With the dead and injured scattered between different hospitals, authorities were working flat out to cope with the scale of the disaster.
At Yaounde's main hospital, where the morgue was holding 29 bodies including those of babies, distraught relatives thronged the corridors.
The train, travelling from the capital Yaounde to the economic hub of Douala, came off the rails near the central city of Eseka at around midday on Friday.
"We have received between 60 and 70 bodies at the station this morning," a railway official who asked not to be identified said in Yaounde.
The train was crammed with people because a collapsed road had made travelling the same route by road impossible.

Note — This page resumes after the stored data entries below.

//! Parse an ASC recording and print what was found.
//!
//! Usage: cargo run --example parse_asc -- <file.asc> <start-marker>

use gaze_log_decoder::{ParserConfig, Session};
use std::path::Path;

fn main() {
    env_logger::init();

    let mut args = std::env::args().skip(1);
    let (Some(file), Some(marker)) = (args.next(), args.next()) else {
        eprintln!("usage: parse_asc <file.asc> <start-marker>");
        std::process::exit(2);
    };

    let config = ParserConfig::new(marker);
    let mut session = Session::new();
    match session.load_data(Path::new(&file), &config) {
        Ok(count) => {
            let stats = session.stats();
            println!("{}: {} trials, {} variables", file, count, stats.num_variables);
            for path in session.schema().leaf_paths() {
                println!("  {}", path);
            }
        }
        Err(e) => {
            eprintln!("failed to load {}: {}", file, e);
            std::process::exit(1);
        }
    }
}
//! Parser configuration types
//!
//! The ASC parser only needs to know how trials are delimited and which log
//! messages are user-defined events. Everything else about a recording is
//! carried by the log itself.

use serde::{Deserialize, Serialize};

/// Configuration for the trial-segmenting log parser
#[derive(Debug, Clone, Serialize, Deserialize)]
pub struct ParserConfig {
    /// Substring marking the start of a trial (e.g. "TRIALID")
    pub start_marker: String,

    /// Substring marking the end of a trial
    ///
    /// With no stop marker, a trial ends at the next start marker or at end
    /// of input.
    #[serde(default)]
    pub stop_marker: Option<String>,

    /// User-defined event names; a MSG whose text equals one of these is
    /// recorded under that event instead of the generic message list
    #[serde(default)]
    pub user_events: Vec<String>,
}

impl ParserConfig {
    /// Create a configuration with the given trial-start marker
    pub fn new(start_marker: impl Into<String>) -> Self {
        Self {
            start_marker: start_marker.into(),
            stop_marker: None,
            user_events: Vec::new(),
        }
    }

    /// Builder method: set the trial-stop marker
    pub fn with_stop_marker(mut self, marker: impl Into<String>) -> Self {
        self.stop_marker = Some(marker.into());
        self
    }

    /// Builder method: register a user-defined event name
    pub fn add_user_event(mut self, name: impl Into<String>) -> Self {
        self.user_events.push(name.into());
        self
    }

    /// Builder method: register several user-defined event names
    pub fn with_user_events<I, S>(mut self, names: I) -> Self
    where
        I: IntoIterator<Item = S>,
        S: Into<String>,
    {
        self.user_events.extend(names.into_iter().map(Into::into));
        self
    }

    /// Check whether a message text is a registered user event
    pub fn is_user_event(&self, text: &str) -> bool {
        self.user_events.iter().any(|name| name == text)
    }
}
//! Variable computation engine
//!
//! Resolves requested variables against the schema, recursively satisfying
//! each leaf's requirements before invoking its transform on every trial.
//! Transforms are plain functions looked up by name in an explicit registry
//! populated at startup; the engine knows nothing about their numeric
//! content.

use crate::schema::{SchemaNode, TransformRef, VariableSchema};
use crate::types::{DecoderError, Result, TransformError, TrialSet, Value};
use std::collections::HashMap;

/// A transform: consumes the values of its declared requirements, in
/// declared order, and produces one derived value
pub type TransformFn = fn(&[Value]) -> std::result::Result<Value, TransformError>;

/// Explicit name-to-function table of transforms
///
/// A name absent from the registry is a first-class `UnknownTransform`
/// error, never a silent no-op.
#[derive(Default)]
pub struct TransformRegistry {
    transforms: HashMap<String, TransformFn>,
}

impl TransformRegistry {
    pub fn new() -> Self {
        Self::default()
    }

    /// Register a transform under a name; a later registration under the
    /// same name replaces the earlier one
    pub fn register(&mut self, name: impl Into<String>, transform: TransformFn) {
        self.transforms.insert(name.into(), transform);
    }

    pub fn get(&self, name: &str) -> Option<TransformFn> {
        self.transforms.get(name).copied()
    }

    pub fn len(&self) -> usize {
        self.transforms.len()
    }

    pub fn is_empty(&self) -> bool {
        self.transforms.is_empty()
    }

    /// Registered names, sorted
    pub fn names(&self) -> Vec<&str> {
        let mut names: Vec<&str> = self.transforms.keys().map(String::as_str).collect();
        names.sort_unstable();
        names
    }
}

/// The computation engine, borrowing the schema and the transform table
pub struct ComputeEngine<'a> {
    schema: &'a mut VariableSchema,
    registry: &'a TransformRegistry,
    /// Paths currently being resolved, for cycle detection
    in_flight: Vec<String>,
}

impl<'a> ComputeEngine<'a> {
    pub fn new(schema: &'a mut VariableSchema, registry: &'a TransformRegistry) -> Self {
        Self {
            schema,
            registry,
            in_flight: Vec::new(),
        }
    }

    /// Compute every requested variable, in request order
    ///
    /// The first failure aborts the whole batch; variables computed before
    /// the failure (including requirements of the failing one) stay written,
    /// there is no rollback. A requested path that is already populated is
    /// recomputed: only requirement probing checks for existing values.
    pub fn create_variables(&mut self, requested: &[String], trials: &mut TrialSet) -> Result<()> {
        for path in requested {
            log::debug!("resolving requested variable '{}'", path);
            self.resolve_and_compute(path, trials)?;
        }
        Ok(())
    }

    /// Resolve one path: satisfy its requirements, then compute it
    ///
    /// Namespaces recurse into each child. Requirement emptiness is probed
    /// on the first trial only, standing in for "has this ever been
    /// computed" across the whole set; a requirement that is populated in
    /// the first trial but missing elsewhere is not resolved again.
    pub fn resolve_and_compute(&mut self, path: &str, trials: &mut TrialSet) -> Result<()> {
        if self.in_flight.iter().any(|p| p == path) {
            return Err(DecoderError::CircularRequirement(path.to_string()));
        }
        self.in_flight.push(path.to_string());
        let result = self.resolve_inner(path, trials);
        self.in_flight.pop();
        result
    }

    fn resolve_inner(&mut self, path: &str, trials: &mut TrialSet) -> Result<()> {
        let node = self.schema.lookup(path).clone();
        let spec = match node {
            SchemaNode::Namespace(children) => {
                if children.is_empty() {
                    // A bare placeholder is the unsatisfiable base case of a
                    // missing-requirement chain.
                    return Err(DecoderError::MissingRequirement(path.to_string()));
                }
                for key in children.keys() {
                    self.resolve_and_compute(&format!("{}.{}", path, key), trials)?;
                }
                return Ok(());
            }
            SchemaNode::Leaf(spec) => spec,
        };

        for req in &spec.reqs {
            let satisfied = trials
                .first()
                .and_then(|trial| trial.get(req))
                .map_or(false, |value| !value.is_empty());
            if !satisfied {
                self.resolve_and_compute(req, trials).map_err(|e| match e {
                    // Root cause first, each requester appended outward.
                    DecoderError::MissingRequirement(chain) => {
                        DecoderError::MissingRequirement(format!("{} for {}", chain, path))
                    }
                    other => other,
                })?;
            }
        }

        let name = match &spec.transform {
            TransformRef::Raw => {
                // Raw data cannot be computed into existence: if ingestion
                // did not provide it, the chain bottoms out here.
                let present = trials
                    .first()
                    .and_then(|trial| trial.get(path))
                    .map_or(false, |value| !value.is_empty());
                if present {
                    return Ok(());
                }
                return Err(DecoderError::MissingRequirement(path.to_string()));
            }
            TransformRef::Named(name) => name,
        };
        let transform = self
            .registry
            .get(name)
            .ok_or_else(|| DecoderError::UnknownTransform(name.clone()))?;

        log::debug!(
            "computing '{}' via transform '{}' for {} trials",
            path,
            name,
            trials.len()
        );
        for trial in trials.iter_mut() {
            let args: Vec<Value> = spec
                .reqs
                .iter()
                .map(|req| {
                    trial
                        .get(req)
                        .cloned()
                        .unwrap_or_else(|| Value::Map(Default::default()))
                })
                .collect();
            let value = transform(&args).map_err(|e| DecoderError::TransformInvocation {
                name: name.clone(),
                path: path.to_string(),
                source: e,
            })?;
            // An empty result means "nothing found for this trial"; the
            // variable stays unset there.
            if !value.is_empty() {
                trial.set(path, value);
            }
        }
        Ok(())
    }
}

"Some of the wounded are arriving unconscious. We think the death toll will rise," said the railway official.
On Friday evening, state-run television reported that many of the injured were in a critical condition.
Health minister Alim Garga Hayatou said after visiting some of the injured that more information would be released "once we are in control of the whole situation".
In the meantime hospital staff were "working hard and efficiently", he added.
At Yaounde's main hospital, the 29 bodies in the morgue included those of white people, many women and babies, a policeman on duty there said.
He had no information on nationalities although the French foreign ministry said one French national was among the dead.
One woman waiting her turn to enter the morgue said: "We have had no news from our sister since yesterday. We don't know whether she is alive.
"Her phone was ringing yesterday but it wasn't since this morning. Her husband is looking for her in Douala," said the woman who gave her name as Fadimatou.
Dan Njoya said he had come to the morgue "to see if the body of my four-month-old baby is here".
At another morgue, in Yaounde's Ekounou neighborhood, there was a list of 24 names: 11 women, six men including one Ugandan, one child and six babies.
Most of those injured in the accident were taken to hospitals in Douala, medical sources said.
Rail operator Camrail, a subsidiary of French investment group Bollore, said the cause of the crash was under investigation.
"Technical investigations are ongoing to determine the causes of this terrible accident and the findings as they become available will be made known," it said in a statement.
The company was doing everything necessary to "deal with the injured and ensure support for the families affected by this tragedy", it added.
Police had cordoned off the railway stations in both cities.
Meanwhile, the road that collapsed on Thursday night as a result of heavy rain reopened to traffic in both directions on Saturday after emergency work.
The road is one of the busiest in the country and one of the main commercial routes in central Africa, carrying trade towards landlocked Chad and the Central African Republic.